Electrochemically-determined reaction profiles under different concentrations of ALP at 37 °C.

Substrate scope

We next wanted to determine if the catalyst cascade could be applied to the enzyme-triggered reduction of aldehydes other than ferrocenecarboxaldehyde. Therefore, the optimised conditions were then directly applied to a range of different aldehydes (Table 3). Initially, we looked at catalyst substrates that could also be used to monitor reaction progress, and therefore enzyme activity, by means other than electrochemistry. First, we evaluated fluorophore-containing aldehydes (Table 3, entries 1–3) as this would allow signal transduction from enzyme activity to fluorescence to be obtained. Pleasingly, all fluorescent aldehydes tested delivered good to quantitative conversions in the presence of ALP, whilst maintaining a satisfactorily low background in its absence. Next, we investigated fluorine-containing aromatic aldehydes (Table 3, entries 4–6), which would enable 19F NMR to be used to monitor reaction progress. Again, good to quantitative conversions were obtained using these benzaldehydes. Electron-withdrawing substituents upon the aromatic ring (Table 3, entries 5–6) were found to over-activate the aldehyde towards hydride attack and a subsequent increase in background reaction is observed. In contrast, electron-donating groups (Table 3, entries 7–8) were able to suppress this background reaction. Interestingly, when a di-aldehyde was used as the catalyst substrate (Table 3, entry 10), the mono-hydrogenated product was found to be the major product over the di-hydrogenated product in a 3 : 1 ratio. Aliphatic aldehydes (Table 3, entry 11) are also tolerated, but an undesirably high background was observed which we attribute to the high solubility of the substrate in the reaction medium. Cinnamaldehydes are also reduced efficiently (Table 3, entry 12) in the presence of ALP with no alkene reduction being observed.

Table 3

Aldehyde substrate scope

Entry	Product	Conversion a
		ALP
		0 U mL–1	25 U mL–1
1 b		10%	>99%
2 b		2%	77%
3 b		2%	95%
4 c		4%	>99%
5 c		20%	>99%
6 c		21%	>99%
7 b		11%	>99%
8 b		13%	>99%
9 b		14%	>99%
10 b		26%	>99% d
11 b		24%	>99%
12 b		8%	75%

Conversion determined by 1H NMR.

Reaction conditions: 0.25 mol% [Ir(cp*Cl2)2], 0.5 mol% PL1, 25 U mL–1 ALP, 0.5 mmol R–CHO, 5 eq. NaOOCH, 1 mL EtOH, 1 mL pH 9.8 CO3 2– buffer, 37 °C, 30 min.

Reaction conditions: 0.25 mol% [Ir(cp*Cl2)2], 0.5 mol% PL1, 25 U mL–1 ALP, 1 mmol R–CHO, 5 eq. NaOOCH, 2 mL EtOH, 2 mL pH 9.8 CO3 2– buffer, 37 °C, 30 min.

Combined conversion of 20 (75%) and 1,4-benzenedimethanol (25%).

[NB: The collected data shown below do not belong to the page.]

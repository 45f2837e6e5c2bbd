//! Append-only completion metering and windowed aggregates.

use std::collections::BTreeMap;

use rusqlite::params;
use serde::{Deserialize, Serialize};
use time::OffsetDateTime;
use uuid::Uuid;

use crate::db::DbPool;
use crate::errors::{AiError, AiResult};

const SECONDS_PER_DAY: i64 = 86_400;
const UNSPECIFIED_MODEL: &str = "unspecified";

#[derive(Debug, Clone, PartialEq, Serialize, Deserialize)]
pub struct UsageEntry {
    pub owner_id: String,
    pub provider: String,
    pub model_name: Option<String>,
    pub usage_type: String,
    pub tokens_used: u64,
    pub cost: f64,
}

impl UsageEntry {
    pub fn chat(owner_id: &str, provider: &str, model_name: Option<&str>, tokens_used: u64) -> Self {
        Self {
            owner_id: owner_id.to_string(),
            provider: provider.to_string(),
            model_name: model_name.map(str::to_string),
            usage_type: "chat".into(),
            tokens_used,
            cost: 0.0,
        }
    }
}

#[derive(Debug, Clone, PartialEq, Serialize)]
pub struct UsageRecord {
    pub log_id: String,
    pub owner_id: String,
    pub provider: String,
    pub model_name: Option<String>,
    pub usage_type: String,
    pub tokens_used: u64,
    pub cost: f64,
    pub created_at: i64,
}

#[derive(Debug, Clone, Default, PartialEq, Serialize)]
pub struct UsageBucket {
    pub count: u64,
    pub tokens: u64,
    pub cost: f64,
}

impl UsageBucket {
    fn add(&mut self, tokens: u64, cost: f64) {
        self.count += 1;
        self.tokens += tokens;
        self.cost += cost;
    }
}

#[derive(Debug, Clone, Default, PartialEq, Serialize)]
pub struct UsageStats {
    pub window_days: u32,
    pub total_count: u64,
    pub total_tokens: u64,
    pub total_cost: f64,
    pub by_provider: BTreeMap<String, UsageBucket>,
    pub by_model: BTreeMap<String, UsageBucket>,
    pub by_type: BTreeMap<String, UsageBucket>,
}

#[derive(Clone)]
pub struct UsageMeter {
    pool: DbPool,
}

impl UsageMeter {
    pub fn new(pool: DbPool) -> Self {
        Self { pool }
    }

    pub fn log_usage(&self, entry: &UsageEntry) -> AiResult<String> {
        if entry.owner_id.trim().is_empty() {
            return Err(AiError::InvalidRequest("usage owner must not be empty".into()));
        }
        if entry.usage_type.trim().is_empty() {
            return Err(AiError::InvalidRequest("usage type must not be empty".into()));
        }
        if !entry.cost.is_finite() || entry.cost < 0.0 {
            return Err(AiError::InvalidRequest(format!(
                "usage cost must be a non-negative number, got {}",
                entry.cost
            )));
        }
        let tokens = i64::try_from(entry.tokens_used)
            .map_err(|_| AiError::InvalidRequest("token count out of range".into()))?;

        let log_id = Uuid::new_v4().to_string();
        let conn = self.pool.get()?;
        conn.execute(
            "INSERT INTO ai_usage_logs (log_id, owner_id, provider, model_name, usage_type, tokens_used, cost, created_at)
             VALUES (?1, ?2, ?3, ?4, ?5, ?6, ?7, ?8)",
            params![
                log_id,
                entry.owner_id,
                entry.provider,
                entry.model_name,
                entry.usage_type,
                tokens,
                entry.cost,
                OffsetDateTime::now_utc().unix_timestamp(),
            ],
        )?;
        log::debug!(
            target: "ai.usage",
            "recorded {} tokens of {} usage for {}",
            entry.tokens_used,
            entry.usage_type,
            entry.provider
        );
        Ok(log_id)
    }

    /// Aggregates rows created within the last `window_days` days.
    pub fn get_usage_stats(&self, owner: &str, window_days: u32) -> AiResult<UsageStats> {
        let since = OffsetDateTime::now_utc().unix_timestamp() - i64::from(window_days) * SECONDS_PER_DAY;
        let conn = self.pool.get()?;
        let mut stmt = conn.prepare(
            "SELECT provider, model_name, usage_type, tokens_used, cost
             FROM ai_usage_logs
             WHERE owner_id = ?1 AND created_at >= ?2",
        )?;
        let rows = stmt.query_map(params![owner, since], |row| {
            Ok((
                row.get::<_, String>(0)?,
                row.get::<_, Option<String>>(1)?,
                row.get::<_, String>(2)?,
                row.get::<_, i64>(3)?,
                row.get::<_, f64>(4)?,
            ))
        })?;

        let mut stats = UsageStats {
            window_days,
            ..UsageStats::default()
        };
        for row in rows {
            let (provider, model, usage_type, tokens, cost) = row?;
            let tokens = tokens.max(0) as u64;
            stats.total_count += 1;
            stats.total_tokens += tokens;
            stats.total_cost += cost;
            stats.by_provider.entry(provider).or_default().add(tokens, cost);
            stats
                .by_model
                .entry(model.unwrap_or_else(|| UNSPECIFIED_MODEL.to_string()))
                .or_default()
                .add(tokens, cost);
            stats.by_type.entry(usage_type).or_default().add(tokens, cost);
        }
        Ok(stats)
    }

    pub fn recent_usage(&self, owner: &str, limit: usize) -> AiResult<Vec<UsageRecord>> {
        let conn = self.pool.get()?;
        let mut stmt = conn.prepare(
            "SELECT log_id, owner_id, provider, model_name, usage_type, tokens_used, cost, created_at
             FROM ai_usage_logs
             WHERE owner_id = ?1
             ORDER BY created_at DESC, rowid DESC
             LIMIT ?2",
        )?;
        let rows = stmt.query_map(params![owner, limit as i64], |row| {
            Ok(UsageRecord {
                log_id: row.get(0)?,
                owner_id: row.get(1)?,
                provider: row.get(2)?,
                model_name: row.get(3)?,
                usage_type: row.get(4)?,
                tokens_used: row.get::<_, i64>(5)?.max(0) as u64,
                cost: row.get(6)?,
                created_at: row.get(7)?,
            })
        })?;
        let mut records = Vec::new();
        for row in rows {
            records.push(row?);
        }
        Ok(records)
    }
}

#[cfg(test)]
mod tests {
    use super::*;
    use crate::db::test_support::temp_pool;
    use pretty_assertions::assert_eq;

    #[test]
    fn aggregates_tokens_and_counts() {
        let (_dir, pool) = temp_pool();
        let meter = UsageMeter::new(pool);
        for tokens in [10, 20, 30] {
            meter
                .log_usage(&UsageEntry::chat("m1", "openai", Some("gpt-4o-mini"), tokens))
                .unwrap();
        }
        meter
            .log_usage(&UsageEntry::chat("someone-else", "openai", None, 500))
            .unwrap();

        let stats = meter.get_usage_stats("m1", 30).unwrap();
        assert_eq!(stats.total_count, 3);
        assert_eq!(stats.total_tokens, 60);
        assert_eq!(
            stats.by_provider.get("openai"),
            Some(&UsageBucket {
                count: 3,
                tokens: 60,
                cost: 0.0
            })
        );
        assert_eq!(stats.by_type["chat"].count, 3);
    }

    #[test]
    fn missing_model_is_grouped_as_unspecified() {
        let (_dir, pool) = temp_pool();
        let meter = UsageMeter::new(pool);
        let mut entry = UsageEntry::chat("m1", "ollama", None, 7);
        entry.usage_type = "test".into();
        entry.cost = 0.25;
        meter.log_usage(&entry).unwrap();

        let stats = meter.get_usage_stats("m1", 1).unwrap();
        assert_eq!(stats.by_model["unspecified"].tokens, 7);
        assert_eq!(stats.by_type["test"].cost, 0.25);
        assert_eq!(stats.total_cost, 0.25);
    }

    #[test]
    fn rows_outside_the_window_are_excluded() {
        let (_dir, pool) = temp_pool();
        let meter = UsageMeter::new(pool.clone());
        meter
            .log_usage(&UsageEntry::chat("m1", "openai", None, 10))
            .unwrap();
        let old = OffsetDateTime::now_utc().unix_timestamp() - 40 * SECONDS_PER_DAY;
        pool.get()
            .unwrap()
            .execute(
                "INSERT INTO ai_usage_logs (log_id, owner_id, provider, model_name, usage_type, tokens_used, cost, created_at)
                 VALUES ('old', 'm1', 'openai', NULL, 'chat', 99, 0, ?1)",
                params![old],
            )
            .unwrap();

        assert_eq!(meter.get_usage_stats("m1", 30).unwrap().total_tokens, 10);
        assert_eq!(meter.get_usage_stats("m1", 60).unwrap().total_tokens, 109);
    }

    #[test]
    fn invalid_entries_are_rejected() {
        let (_dir, pool) = temp_pool();
        let meter = UsageMeter::new(pool);
        let mut entry = UsageEntry::chat("m1", "openai", None, 1);
        entry.cost = f64::NAN;
        assert!(matches!(meter.log_usage(&entry), Err(AiError::InvalidRequest(_))));
        entry.cost = -1.0;
        assert!(matches!(meter.log_usage(&entry), Err(AiError::InvalidRequest(_))));
        let blank_owner = UsageEntry::chat(" ", "openai", None, 1);
        assert!(matches!(meter.log_usage(&blank_owner), Err(AiError::InvalidRequest(_))));
        assert_eq!(meter.get_usage_stats("m1", 30).unwrap().total_count, 0);
    }

    #[test]
    fn concurrent_logging_loses_nothing() {
        let (_dir, pool) = temp_pool();
        let meter = UsageMeter::new(pool);
        let handles: Vec<_> = (0..8)
            .map(|_| {
                let meter = meter.clone();
                std::thread::spawn(move || {
                    for _ in 0..5 {
                        meter
                            .log_usage(&UsageEntry::chat("m1", "anthropic", Some("claude"), 3))
                            .unwrap();
                    }
                })
            })
            .collect();
        for handle in handles {
            handle.join().unwrap();
        }
        let stats = meter.get_usage_stats("m1", 1).unwrap();
        assert_eq!(stats.total_count, 40);
        assert_eq!(stats.total_tokens, 120);
    }

    #[test]
    fn recent_usage_is_newest_first() {
        let (_dir, pool) = temp_pool();
        let meter = UsageMeter::new(pool);
        let first = meter
            .log_usage(&UsageEntry::chat("m1", "openai", None, 1))
            .unwrap();
        let second = meter
            .log_usage(&UsageEntry::chat("m1", "openai", None, 2))
            .unwrap();
        let records = meter.recent_usage("m1", 10).unwrap();
        let ids: Vec<&str> = records.iter().map(|r| r.log_id.as_str()).collect();
        assert_eq!(ids, vec![second.as_str(), first.as_str()]);
        assert_eq!(meter.recent_usage("m1", 1).unwrap().len(), 1);
    }
}
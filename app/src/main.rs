use std::path::PathBuf;
use std::sync::Arc;
use std::time::{Duration, Instant};

use anyhow::{bail, Context, Result};
use clap::{Parser, Subcommand};
use directories::ProjectDirs;
use mediation_ai_core::providers::{ChatMessage, ProviderKind};
use mediation_ai_core::registry::NewProviderConfig;
use mediation_ai_core::{AiError, CoreConfig, MediationRequest, ModelManager};
use serde::Serialize;

const PULL_PROGRESS_INTERVAL: Duration = Duration::from_secs(5);

#[derive(Parser)]
#[command(author, version, about = "Manage AI provider credentials and clients", long_about = None)]
struct Cli {
    #[command(subcommand)]
    command: Commands,

    /// Workspace directory holding the database and key file
    #[arg(long, short = 'w', env = "MEDIATION_AI_WORKSPACE", global = true)]
    workspace: Option<PathBuf>,

    /// Optional JSON config file (defaults to <workspace>/config.json)
    #[arg(long, short = 'c', global = true)]
    config: Option<PathBuf>,

    /// Enable debug logging
    #[arg(long, short = 'v', global = true)]
    verbose: bool,
}

#[derive(Subcommand)]
enum Commands {
    /// List the supported provider kinds
    Providers,

    /// Manage saved provider configurations
    Configs {
        #[command(subcommand)]
        command: ConfigCommands,
    },

    /// Probe a provider before saving it, or re-test a saved configuration
    Test {
        /// Saved configuration to re-test
        #[arg(long, conflicts_with = "provider")]
        config_id: Option<String>,

        #[arg(long, short = 'p', required_unless_present = "config_id")]
        provider: Option<String>,

        #[arg(long, short = 'k', env = "MEDIATION_AI_API_KEY", default_value = "")]
        api_key: String,

        #[arg(long, short = 'm')]
        model: Option<String>,

        #[arg(long, short = 'e')]
        endpoint: Option<String>,
    },

    /// Show windowed usage statistics for an owner
    Usage {
        #[arg(long, short = 'o')]
        owner: String,

        #[arg(long, short = 'd', default_value_t = 30)]
        days: u32,

        /// Also print the most recent raw records
        #[arg(long)]
        recent: Option<usize>,
    },

    /// Complete one message with the owner's default provider
    Chat {
        #[arg(long, short = 'o')]
        owner: String,

        #[arg(long)]
        case_type: Option<String>,

        #[arg(long)]
        sender_role: Option<String>,

        #[arg(long)]
        system: Option<String>,

        message: String,
    },

    /// List models available on a local Ollama runtime
    Models {
        #[arg(long, short = 'e')]
        endpoint: Option<String>,
    },

    /// Download a model into a local Ollama runtime
    Pull {
        name: String,

        #[arg(long, short = 'e')]
        endpoint: Option<String>,
    },
}

#[derive(Subcommand)]
enum ConfigCommands {
    /// List configurations for an owner, default first
    List {
        #[arg(long, short = 'o')]
        owner: String,
    },

    /// Save a new configuration
    Add {
        #[arg(long, short = 'o')]
        owner: String,

        #[arg(long, short = 'p')]
        provider: String,

        #[arg(long, short = 'k', env = "MEDIATION_AI_API_KEY", default_value = "")]
        api_key: String,

        #[arg(long, short = 'm')]
        model: Option<String>,

        #[arg(long, short = 'e')]
        endpoint: Option<String>,

        /// Make this the owner's default configuration
        #[arg(long)]
        default: bool,

        /// Run a connection test first and refuse to save on failure
        #[arg(long)]
        verify: bool,
    },

    /// Make a configuration the owner's default
    Default { config_id: String },

    /// Keep a configuration but stop using it
    Deactivate { config_id: String },

    /// Re-enable a deactivated configuration
    Activate { config_id: String },

    /// Remove a configuration
    Delete { config_id: String },
}

fn workspace_dir(explicit: Option<PathBuf>) -> PathBuf {
    if let Some(dir) = explicit {
        return dir;
    }
    if let Some(proj) = ProjectDirs::from("com", "MediationAI", "MediationAI") {
        proj.data_dir().to_path_buf()
    } else {
        std::env::temp_dir().join("MediationAI")
    }
}

fn print_json<T: Serialize>(value: &T) -> Result<()> {
    println!("{}", serde_json::to_string_pretty(value)?);
    Ok(())
}

#[tokio::main]
async fn main() {
    let cli = Cli::parse();
    let default_level = if cli.verbose { "debug" } else { "info" };
    env_logger::Builder::from_env(env_logger::Env::default().default_filter_or(default_level)).init();

    if let Err(err) = run(cli).await {
        match err.downcast_ref::<AiError>() {
            Some(ai) => eprintln!("error [{}]: {ai}\n  {}", ai.code(), ai.explain()),
            None => eprintln!("error: {err:#}"),
        }
        std::process::exit(1);
    }
}

async fn run(cli: Cli) -> Result<()> {
    let workspace = workspace_dir(cli.workspace);
    let config_path = cli
        .config
        .unwrap_or_else(|| workspace.join("config.json"));
    let config = CoreConfig::load(&config_path, workspace)?;
    let manager = ModelManager::init(config).context("failed to initialise the model manager")?;

    match cli.command {
        Commands::Providers => print_json(&manager.supported_providers()),
        Commands::Configs { command } => run_configs(&manager, command).await,
        Commands::Test {
            config_id,
            provider,
            api_key,
            model,
            endpoint,
        } => {
            let report = match (config_id, provider) {
                (Some(id), _) => manager.test_saved_config(&id).await?,
                (None, Some(provider)) => {
                    let kind: ProviderKind = provider.parse()?;
                    manager
                        .test_connection(kind, &api_key, model.as_deref(), endpoint.as_deref())
                        .await
                }
                (None, None) => bail!("either --config-id or --provider is required"),
            };
            print_json(&report)?;
            if !report.ok {
                std::process::exit(2);
            }
            Ok(())
        }
        Commands::Usage {
            owner,
            days,
            recent,
        } => {
            print_json(&manager.get_usage_stats(&owner, days).await?)?;
            if let Some(limit) = recent {
                print_json(&manager.recent_usage(&owner, limit).await?)?;
            }
            Ok(())
        }
        Commands::Chat {
            owner,
            case_type,
            sender_role,
            system,
            message,
        } => {
            let request = MediationRequest {
                system_prompt: system,
                case_type,
                sender_role,
                ..MediationRequest::new(vec![ChatMessage::user(message)])
            };
            print_json(&manager.complete_for_owner(&owner, request).await?)
        }
        Commands::Models { endpoint } => {
            print_json(&manager.list_local_models(endpoint.as_deref()).await?)
        }
        Commands::Pull { name, endpoint } => {
            let handle = manager.pull_local_model(endpoint.as_deref(), &name)?;
            let started = Instant::now();
            while !handle.is_finished() {
                tokio::select! {
                    _ = tokio::time::sleep(PULL_PROGRESS_INTERVAL) => {
                        log::info!(
                            "still downloading {} ({}s elapsed)",
                            handle.model(),
                            started.elapsed().as_secs()
                        );
                    }
                    _ = tokio::signal::ctrl_c() => {
                        handle.cancel();
                        break;
                    }
                }
            }
            print_json(&handle.wait().await?)
        }
    }
}

async fn run_configs(manager: &Arc<ModelManager>, command: ConfigCommands) -> Result<()> {
    match command {
        ConfigCommands::List { owner } => print_json(&manager.list_configs(&owner).await?),
        ConfigCommands::Add {
            owner,
            provider,
            api_key,
            model,
            endpoint,
            default,
            verify,
        } => {
            let kind: ProviderKind = provider.parse()?;
            if verify {
                let report = manager
                    .test_connection(kind, &api_key, model.as_deref(), endpoint.as_deref())
                    .await;
                if !report.ok {
                    bail!("connection test failed: {}", report.message);
                }
            }
            let config_id = manager
                .save_config(NewProviderConfig {
                    owner_id: owner,
                    provider_kind: kind,
                    credential: api_key,
                    model_name: model,
                    endpoint_override: endpoint,
                    make_default: default,
                })
                .await?;
            print_json(&serde_json::json!({ "config_id": config_id }))
        }
        ConfigCommands::Default { config_id } => print_json(&manager.set_default(&config_id).await?),
        ConfigCommands::Deactivate { config_id } => {
            print_json(&manager.deactivate_config(&config_id).await?)
        }
        ConfigCommands::Activate { config_id } => {
            print_json(&manager.activate_config(&config_id).await?)
        }
        ConfigCommands::Delete { config_id } => {
            manager.delete_config(&config_id).await?;
            print_json(&serde_json::json!({ "deleted": config_id }))
        }
    }
}
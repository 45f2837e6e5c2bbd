use rusqlite::{params, Connection};
use serde_json::Value;
use time::OffsetDateTime;
use uuid::Uuid;

use crate::db::DbPool;

/// Write one row to `event_log` and mirror it to the `log` facade.
///
/// `data` must never contain credentials; callers pass identifiers only.
pub fn log_event(
    conn: &Connection,
    level: &str,
    code: Option<&str>,
    module: &str,
    message: &str,
    explain: Option<&str>,
    data: Option<Value>,
) -> rusqlite::Result<()> {
    let log_level = match level {
        "error" => log::Level::Error,
        "warn" => log::Level::Warn,
        "debug" => log::Level::Debug,
        _ => log::Level::Info,
    };
    log::log!(target: module, log_level, "[{}] {}", code.unwrap_or("-"), message);

    let id = Uuid::new_v4().to_string();
    let ts = OffsetDateTime::now_utc().unix_timestamp();
    let data_str = data.map(|v| v.to_string());
    conn.execute(
        "INSERT INTO event_log (id, ts, level, code, module, message, explain, data) VALUES (?1, ?2, ?3, ?4, ?5, ?6, ?7, ?8)",
        params![id, ts, level, code, module, message, explain, data_str],
    )?;
    Ok(())
}

/// Record an event from async code without blocking the caller.
///
/// Failures to persist are reported through `log` only.
pub fn spawn_event(
    pool: &DbPool,
    level: &'static str,
    code: &'static str,
    module: &'static str,
    message: String,
    data: Value,
) {
    let pool = pool.clone();
    tokio::task::spawn_blocking(move || {
        let conn = match pool.get() {
            Ok(conn) => conn,
            Err(err) => {
                log::error!(target: module, "event log unavailable: {err}");
                return;
            }
        };
        if let Err(err) = log_event(&conn, level, Some(code), module, &message, None, Some(data)) {
            log::error!(target: module, "failed to persist event {code}: {err}");
        }
    });
}

#[cfg(test)]
mod tests {
    use super::*;

    #[test]
    fn log_event_persists_row() {
        let conn = Connection::open_in_memory().unwrap();
        conn.execute_batch(include_str!(concat!(
            env!("CARGO_MANIFEST_DIR"),
            "/../migrations/0001_init.sql"
        )))
        .unwrap();
        log_event(
            &conn,
            "warn",
            Some("AI-0101"),
            "ai.registry",
            "default changed",
            None,
            Some(serde_json::json!({ "config_id": "abc" })),
        )
        .unwrap();
        let (level, data): (String, String) = conn
            .query_row("SELECT level, data FROM event_log", [], |row| {
                Ok((row.get(0)?, row.get(1)?))
            })
            .unwrap();
        assert_eq!(level, "warn");
        assert!(data.contains("abc"));
    }
}
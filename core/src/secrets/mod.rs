//! Credential confidentiality: the process key and the cipher built on it.

pub mod cipher;
pub mod key;

pub use cipher::CredentialCipher;
pub use key::KeyProvider;
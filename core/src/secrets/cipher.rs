use aes_gcm::aead::{Aead, KeyInit};
use aes_gcm::{Aes256Gcm, Key, Nonce};
use base64::engine::general_purpose::STANDARD as B64_ENGINE;
use base64::Engine;

use super::key::KeyProvider;
use crate::errors::{AiError, AiResult};

const PREFIX: &str = "v1:";
const NONCE_LEN: usize = 12;

/// AES-256-GCM sealing of credential strings.
///
/// Output is `v1:` followed by base64 of `nonce || ciphertext || tag`. Every
/// way a stored value can be wrong (prefix, encoding, length, tag, UTF-8)
/// collapses into [`AiError::DecryptionFailure`].
#[derive(Clone)]
pub struct CredentialCipher {
    cipher: Aes256Gcm,
}

impl CredentialCipher {
    pub fn new(keys: &KeyProvider) -> Self {
        let cipher = Aes256Gcm::new(Key::<Aes256Gcm>::from_slice(keys.key_bytes()));
        Self { cipher }
    }

    pub fn encrypt(&self, plaintext: &str) -> AiResult<String> {
        let mut nonce_bytes = [0u8; NONCE_LEN];
        getrandom::getrandom(&mut nonce_bytes)
            .map_err(|err| AiError::Encryption(err.to_string()))?;
        let sealed = self
            .cipher
            .encrypt(Nonce::from_slice(&nonce_bytes), plaintext.as_bytes())
            .map_err(|_| AiError::Encryption("AES-GCM refused the input".into()))?;

        let mut combined = Vec::with_capacity(NONCE_LEN + sealed.len());
        combined.extend_from_slice(&nonce_bytes);
        combined.extend_from_slice(&sealed);
        Ok(format!("{PREFIX}{}", B64_ENGINE.encode(combined)))
    }

    pub fn decrypt(&self, ciphertext: &str) -> AiResult<String> {
        let encoded = ciphertext
            .strip_prefix(PREFIX)
            .ok_or(AiError::DecryptionFailure)?;
        let combined = B64_ENGINE
            .decode(encoded.as_bytes())
            .map_err(|_| AiError::DecryptionFailure)?;
        if combined.len() < NONCE_LEN {
            return Err(AiError::DecryptionFailure);
        }
        let (nonce, sealed) = combined.split_at(NONCE_LEN);
        let plaintext = self
            .cipher
            .decrypt(Nonce::from_slice(nonce), sealed)
            .map_err(|_| AiError::DecryptionFailure)?;
        String::from_utf8(plaintext).map_err(|_| AiError::DecryptionFailure)
    }
}
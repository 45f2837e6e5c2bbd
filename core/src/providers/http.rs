//! Transport plumbing shared by every adapter: one place that turns reqwest
//! failures and HTTP statuses into the [`AiError`] taxonomy.

use reqwest::{RequestBuilder, StatusCode};
use serde_json::Value;

use crate::errors::AiError;

const MAX_DETAIL_CHARS: usize = 300;

pub(crate) fn transport_error(err: reqwest::Error, endpoint: &str) -> AiError {
    if err.is_timeout() {
        AiError::Timeout
    } else if err.is_connect() {
        AiError::ProviderUnreachable(format!("cannot connect to {endpoint}"))
    } else if err.is_decode() {
        AiError::ProviderError {
            status: err.status().map(|s| s.as_u16()),
            message: format!("undecodable response from {endpoint}"),
        }
    } else {
        AiError::ProviderError {
            status: err.status().map(|s| s.as_u16()),
            message: err.without_url().to_string(),
        }
    }
}

pub(crate) fn status_error(status: StatusCode, body: &str, model: &str) -> AiError {
    let detail = error_detail(body);
    match status {
        StatusCode::UNAUTHORIZED | StatusCode::FORBIDDEN => AiError::ProviderAuthError(detail),
        StatusCode::NOT_FOUND => AiError::ModelNotAvailable {
            model: model.to_string(),
        },
        other => AiError::ProviderError {
            status: Some(other.as_u16()),
            message: detail,
        },
    }
}

/// Send the request and decode a JSON body, mapping every failure.
pub(crate) async fn send_json(
    request: RequestBuilder,
    endpoint: &str,
    model: &str,
) -> Result<Value, AiError> {
    let response = request
        .send()
        .await
        .map_err(|err| transport_error(err, endpoint))?;
    let status = response.status();
    let body = response
        .text()
        .await
        .map_err(|err| transport_error(err, endpoint))?;
    if !status.is_success() {
        log::debug!(target: "ai.providers", "{endpoint} answered {status}");
        return Err(status_error(status, &body, model));
    }
    serde_json::from_str(&body).map_err(|err| AiError::ProviderError {
        status: Some(status.as_u16()),
        message: format!("invalid JSON from {endpoint}: {err}"),
    })
}

/// Pull the human readable part out of a provider error body. Handles
/// `{"error": {"message": ..}}`, `{"error": ".."}` and plain text.
pub(crate) fn error_detail(body: &str) -> String {
    let parsed: Option<Value> = serde_json::from_str(body).ok();
    let message = parsed.as_ref().and_then(|value| {
        let error = value.get("error")?;
        error
            .get("message")
            .and_then(Value::as_str)
            .or_else(|| error.as_str())
            .map(str::to_string)
    });
    let text = message.unwrap_or_else(|| body.trim().to_string());
    if text.is_empty() {
        return "empty response body".to_string();
    }
    text.chars().take(MAX_DETAIL_CHARS).collect()
}

pub(crate) fn join_url(base: &str, path: &str) -> String {
    format!("{}/{}", base.trim_end_matches('/'), path.trim_start_matches('/'))
}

On the whole, signal transduction from enzyme activity to a range of output signals was successfully performed whilst maintaining sufficiently low signals in the absence of ALP. Despite this, we are currently investigating methods to nullify the background rate to improve the signal-to-noise ratio. Also, the application of this catalyst cascade to the detection of other enzymes, as well as proteins via ELISA techniques, is currently underway.

Conclusions

In summary, we have successfully developed a biosynthetic signal transduction and signal amplification methodology by utilising the selectivity and high activity of an enzyme, in combination with a water-tolerant organometallic catalyst. Through simple manipulation of the proligand trigger, this methodology can be applied towards the detection of a number of different enzymes as well as other analytes of interest. We have also shown that selective catalyst activation by an enzyme can be used to reduce a range of aldehydes allowing the amplification cascade to be tailored to the desired signal output. In principle, this technology could easily be used as a general signal amplification strategy for improving the sensitivity of enzyme detection assays and, by extension, protein detection assays through enzyme-linked immunosorbent assay (ELISA) protocols. Additionally, the ability for the system to process a simple input signal and convert it into an amplified signal output lends itself towards molecular computing applications as well as stimuli-responsive materials.